OMara: Do you know who started the fight?

Gilbreath; Do I know?

OMara: Right.

Gilbreath: No.
Later in the hearing:

My question was, do you have any evidence to contradict or that conflicts with his contention given before he knew any evidence that would conflict with the fact he stated I walked back to my car?

Gilbreath: No.

Channel 9 In Orlando will be carrying the trial live and local lawyer Bill Sheaffer will be offering commentary. They did a very good job with the Casey Anthony coverage last summer.

From the hearing, it appears Reich is seriously deaf. Why would anyone, incluiding the State of Florida, hire him?

Someone was wrong again. The SP taped out Trayvon’s body at 6 feet 3 inches. At the beginning of the altercation, George Zimmerman had hit the pound and star button, and it was recorded on his cellphone. Since he claimed he was reaching for his cellphone before the punch, this is significant.

So prosecution has finished with their opening statement. Is there any indication at all that they have anything more damning than what has been released to public already?

Incredibly naive question - what does #* do on a cell phone?

Regards,
Shodan

It does nothing. He hit it by accident, while reaching for the phone. What it does show, though, is that he was not lying when he said he reached for the phone.

Wow - defense’s opening statement is just awful. I thought the State’s opening statement was perhaps overly dramatic, but there was a clear focus; West’s statement is rambling, fumbling, unorganized, doesn’t seem that he can remember the names of some of the participants etc.

And I already see at least two points from the Defense’s opening statement that the prosecution can clearly prove to be completely wrong.

But opening with a knock knock joke is a novel approach.

Thanks.

Regards,
Shodan

So far, therfe’s two important statements here. DD admitted in the last deposition that Trayvon decided to confront George. If true, a case killer. And an eyewitness saw Trayvon mount George.

  1. Defense says that George had to get out of his car because the dispatch asked him ‘which way is the guy running’. But we know what’s false, because George knows as he’s getting out of his car exactly which way Martin ran - he says he’s running towards the back entrance.

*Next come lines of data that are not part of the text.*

//! Session classification from the index or the session identifier.
//!
//! Session identifiers follow the gateway's key format:
//!
//! - `agent:<name>:cron:<job>:run:<sid>` → cron session for `<job>`
//! - `agent:<name>:subagent:<sid>` → subagent session
//! - anything else → interactive
//!
//! An index entry always wins over the identifier.

use chrono::{DateTime, Utc};

use crate::models::{SessionInfo, SessionType};

const SEGMENT_DELIMITER: char = ':';
const CRON_SEGMENT: &str = "cron";
const SUBAGENT_SEGMENT: &str = "subagent";

/// Result of classifying one session.
#[derive(Debug, Clone, PartialEq, Default)]
pub struct Classification {
    pub session_type: SessionType,
    /// Empty unless `session_type` is cron
    pub cron_id: String,
    /// Start instant from the index, if any
    pub timestamp_hint: Option<DateTime<Utc>>,
}

/// Classify a session from its index entry, falling back to its identifier.
pub fn classify(session_id: &str, info: Option<&SessionInfo>) -> Classification {
    let classification = match info {
        Some(info) => from_index(info),
        None => infer_from_id(session_id),
    };

    enforce_cron_invariant(classification)
}

/// Classification taken from an index entry.
pub fn from_index(info: &SessionInfo) -> Classification {
    Classification {
        session_type: SessionType::from_index(&info.session_type),
        cron_id: info.label.clone().unwrap_or_default(),
        timestamp_hint: info.started_at,
    }
}

/// Structural inference over a colon-delimited session identifier.
///
/// Only interior segments count: `cron:x` at the start or a trailing `:cron`
/// do not mark a cron session.
pub fn infer_from_id(session_id: &str) -> Classification {
    let segments: Vec<&str> = session_id.split(SEGMENT_DELIMITER).collect();
    let interior = |name: &str| {
        segments.len() > 2 && segments[1..segments.len() - 1].contains(&name)
    };

    if interior(CRON_SEGMENT) {
        let cron_id = segments
            .windows(2)
            .find(|pair| pair[0] == CRON_SEGMENT)
            .map(|pair| pair[1].to_string())
            .unwrap_or_default();

        return Classification {
            session_type: SessionType::Cron,
            cron_id,
            timestamp_hint: None,
        };
    }

    if interior(SUBAGENT_SEGMENT) {
        return Classification {
            session_type: SessionType::Subagent,
            ..Default::default()
        };
    }

    Classification::default()
}

/// Resolve a session's start instant: index hint, then file modification time.
pub fn resolve_timestamp(
    hint: Option<DateTime<Utc>>,
    modified: Option<DateTime<Utc>>,
) -> Option<DateTime<Utc>> {
    hint.or(modified)
}

fn enforce_cron_invariant(mut classification: Classification) -> Classification {
    if !classification.session_type.is_cron() {
        classification.cron_id.clear();
    }
    classification
}
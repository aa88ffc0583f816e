//! # costctl-cost
//!
//! Session log ingestion and cost aggregation for OpenClaw agents.
//!
//! This crate provides:
//! - [`SessionWalker`] - Discover and parse every agent's session logs
//! - [`classify`] - Resolve a session's type and cron job id
//! - [`aggregate`] - Fold sessions into per-agent, per-type, per-model and per-cron rollups
//! - [`render`] - Text and JSON reports over an [`AggregationResult`]
//!
//! ## Example
//!
//! ```no_run
//! use chrono::Local;
//! use costctl_core::{OutputFormat, Period};
//! use costctl_cost::{ReportView, SessionWalker, aggregate, filter_by_period, render};
//!
//! fn main() -> anyhow::Result<()> {
//!     let now = Local::now();
//!     let period = Period::Week;
//!
//!     let sessions = SessionWalker::new("/home/me/.openclaw")
//!         .with_not_before(period.not_before(&now))
//!         .walk()?;
//!     let sessions = filter_by_period(sessions, period, &now);
//!
//!     let result = aggregate(&sessions);
//!     println!("{}", render(&result, ReportView::Models, OutputFormat::Text)?);
//!
//!     Ok(())
//! }
//! ```

pub mod aggregator;
pub mod builder;
pub mod classifier;
pub mod decoder;
pub mod error;
pub mod filter;
pub mod models;
pub mod report;
pub mod walker;

// Re-export main types
pub use aggregator::{
    AggregationResult, Buckets, CostBuckets, RankedBucket, UNNAMED_CRON, aggregate,
};
pub use builder::{SessionBuilder, SessionFile, parse_session_file};
pub use classifier::{Classification, classify};
pub use decoder::{decode_line, decode_record};
pub use error::{CostError, Result};
pub use filter::{filter_by_agent, filter_by_period};
pub use models::{Session, SessionInfo, SessionSummary, SessionType, TokenCount, UsageEvent};
pub use report::{ReportView, render};
pub use walker::{SessionIndex, SessionWalker};
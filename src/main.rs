//! costctl - OpenClaw cost observatory
//!
//! Reports what OpenClaw agents spent, from their on-disk session logs.
//!
//! ## Usage
//!
//! ```bash
//! # Full report over everything
//! costctl report
//!
//! # This week's cron jobs as JSON
//! costctl report --period week --crons --format json
//!
//! # One agent's model breakdown, parsing 8 files at a time
//! costctl report --agent amos --models --concurrency 8
//!
//! # With verbose logging to a directory
//! costctl -vv --log-dir /tmp/costctl report
//! ```

use std::path::PathBuf;
use std::process::ExitCode;

use chrono::Local;
use clap::{Args, Parser, Subcommand};
use costctl_config::{Overrides, Settings};
use costctl_core::{CostctlError, LogGuard, OutputFormat, Period, init_logging};
use costctl_cost::{
    ReportView, Session, SessionWalker, aggregate, filter_by_agent, filter_by_period, render,
};
use tracing::{debug, error, info};

/// OpenClaw cost observatory
///
/// Walks the agents' session logs and breaks spend down by agent,
/// session type, model and cron job.
#[derive(Parser, Debug)]
#[command(name = "costctl")]
#[command(author, version, about, long_about = None)]
struct Cli {
    /// Enable verbose logging (-v info, -vv debug)
    #[arg(short, long, global = true, action = clap::ArgAction::Count)]
    verbose: u8,

    /// Directory for JSON log files
    #[arg(long, global = true)]
    log_dir: Option<PathBuf>,

    #[command(subcommand)]
    command: Command,
}

#[derive(Subcommand, Debug)]
enum Command {
    /// Aggregate session costs and print a report
    Report(ReportArgs),
}

#[derive(Args, Debug)]
struct ReportArgs {
    /// Time window: today, yesterday, week, month, all
    #[arg(long)]
    period: Option<Period>,

    /// Only include sessions of this agent (case-insensitive)
    #[arg(long)]
    agent: Option<String>,

    /// Cron job ranking
    #[arg(long, conflicts_with = "models")]
    crons: bool,

    /// Model ranking with token totals
    #[arg(long)]
    models: bool,

    /// Full report (default)
    #[arg(long, conflicts_with_all = ["crons", "models"])]
    full: bool,

    /// Output format: text or json
    #[arg(long)]
    format: Option<OutputFormat>,

    /// OpenClaw data directory (defaults to ~/.openclaw)
    #[arg(long)]
    data_dir: Option<PathBuf>,

    /// Configuration file (defaults to <data-dir>/costctl.yaml)
    #[arg(long)]
    config: Option<PathBuf>,

    /// Session files parsed in parallel
    #[arg(long)]
    concurrency: Option<usize>,
}

impl ReportArgs {
    fn view(&self) -> ReportView {
        if self.crons {
            ReportView::Crons
        } else if self.models {
            ReportView::Models
        } else {
            ReportView::Full
        }
    }
}

fn main() -> ExitCode {
    let cli = Cli::parse();

    match run(cli) {
        Ok(()) => ExitCode::SUCCESS,
        Err(e) => {
            error!("costctl failed: {:#}", e);
            eprintln!("Error: {:#}", e);
            if let Some(hint) = e.downcast_ref::<CostctlError>().and_then(|e| e.guidance()) {
                eprintln!("Hint: {}", hint);
            }
            ExitCode::from(1)
        }
    }
}

fn run(cli: Cli) -> anyhow::Result<()> {
    match cli.command {
        Command::Report(args) => {
            let settings = Settings::resolve(Overrides {
                data_dir: args.data_dir.clone(),
                config_path: args.config.clone(),
                format: args.format,
                period: args.period,
                concurrency: args.concurrency,
                log_dir: cli.log_dir,
            })?;

            let guard = setup_logging(&settings, cli.verbose)?;
            debug!(
                config_file = ?settings.config_file,
                log_file = guard.has_file_output(),
                format = %settings.format,
                "resolved settings"
            );
            report(&settings, &args)
        }
    }
}

/// Set up logging from resolved settings and the verbosity count.
fn setup_logging(settings: &Settings, verbosity: u8) -> costctl_core::Result<LogGuard> {
    init_logging(settings.log_dir.clone(), verbosity)
}

fn report(settings: &Settings, args: &ReportArgs) -> anyhow::Result<()> {
    let now = Local::now();
    let period = settings.period;

    let walker = SessionWalker::new(&settings.data_dir)
        .with_not_before(period.not_before(&now))
        .with_concurrency(settings.concurrency);

    info!(
        data_dir = %walker.root().display(),
        period = %period,
        concurrency = walker.concurrency(),
        "starting report"
    );

    let sessions = walk(&walker)?;
    let mut sessions = filter_by_period(sessions, period, &now);
    if let Some(agent) = &args.agent {
        sessions = filter_by_agent(sessions, agent);
    }

    let result = aggregate(&sessions);
    info!(
        sessions = result.total_sessions,
        cost = result.total_cost,
        "aggregated sessions"
    );

    println!("{}", render(&result, args.view(), settings.format)?);
    Ok(())
}

/// Walk sequentially, or on a Tokio runtime when parsing in parallel.
fn walk(walker: &SessionWalker) -> anyhow::Result<Vec<Session>> {
    if walker.concurrency() <= 1 {
        return Ok(walker.walk()?);
    }

    let runtime = tokio::runtime::Builder::new_multi_thread()
        .enable_all()
        .build()?;
    Ok(runtime.block_on(walker.walk_parallel())?)
}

  2. Defense says that the area where George says he first saw Martin was not an area where people would normally be - yet it’s a well-known cut-through spot into the compound (was shown on local news footage, I believe George even mentions this in an earlier 911 call).

  3. Defense has committed itself to defending George’s positioning during the phone call (‘at this point in the call, he’s here’ etc ). It’s going to bite them in the ass, because there’s no way for Martin to do his ‘run away, come back, circle George’s car, then gangsta-skip away again’ in the time frame given. It’s simply impossible.

Was very interested that the state’s opening statement touched on practically every single inconsistency in George’s testimony that I have mentioned in the other thread. Also thought it interesting that the start & end times for the NEN call was exactly as I said it was based on the NEN record. Hi Joel Upchurch!

And a pretty stupid one, at that.

Knock, knock.
Who’s there?
George Zimmerman.
George Zimmerman who?
Alright, good, you’re on the jury.

Like many Americans, I have a problem with the way our justice system seemingly equates knowledge of a case with partiality when it comes to jury selection. But starting off your defense in a criminal trial by bringing that up seems to me to be both inappropriate and pretty lamebrained.

(If he apologizes to anyone, though, it should be George Zimmerman, for having started off his defense in such an idiotic manner.)

Jesus. I thought Tapioca was joking when he posted that.

I’m curious about DNA evidence. The prosecution argues that there’s no way Martin went for Zimmerman’s gun because none of Martin’s DNA was found on the gun or the holster. Is that how DNA works? If I just touch something does enough of my DNA magically stick to it for identification purposes? And admitting that Martin went back to confront Zimmerman does kind of help the defense I think.